BEGIN
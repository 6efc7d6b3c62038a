//! # Roll-Call Common Library
//!
//! Shared code for the roll-call services including:
//! - Domain models (students, attendance, notification log entries)
//! - SQLite schema and directory/attendance stores
//! - Event types and the broadcast EventBus
//! - Configuration loading
//! - Clock abstraction for timestamps and timers

pub mod config;
pub mod db;
pub mod error;
pub mod events;
pub mod models;
pub mod time;

pub use error::{Error, Result};
pub use time::{Clock, ManualClock, SystemClock};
END
Take the lines from the first line of the listing to the line containing "pub mod models;". Please print them exactly, ends included, with nothing else.

Problem solution:
repository 6efc7d6b3c62038a
//! # Roll-Call Common Library
//!
//! Shared code for the roll-call services including:
//! - Domain models (students, attendance, notification log entries)
//! - SQLite schema and directory/attendance stores
//! - Event types and the broadcast EventBus
//! - Configuration loading
//! - Clock abstraction for timestamps and timers

pub mod config;
pub mod db;
pub mod error;
pub mod events;
pub mod models;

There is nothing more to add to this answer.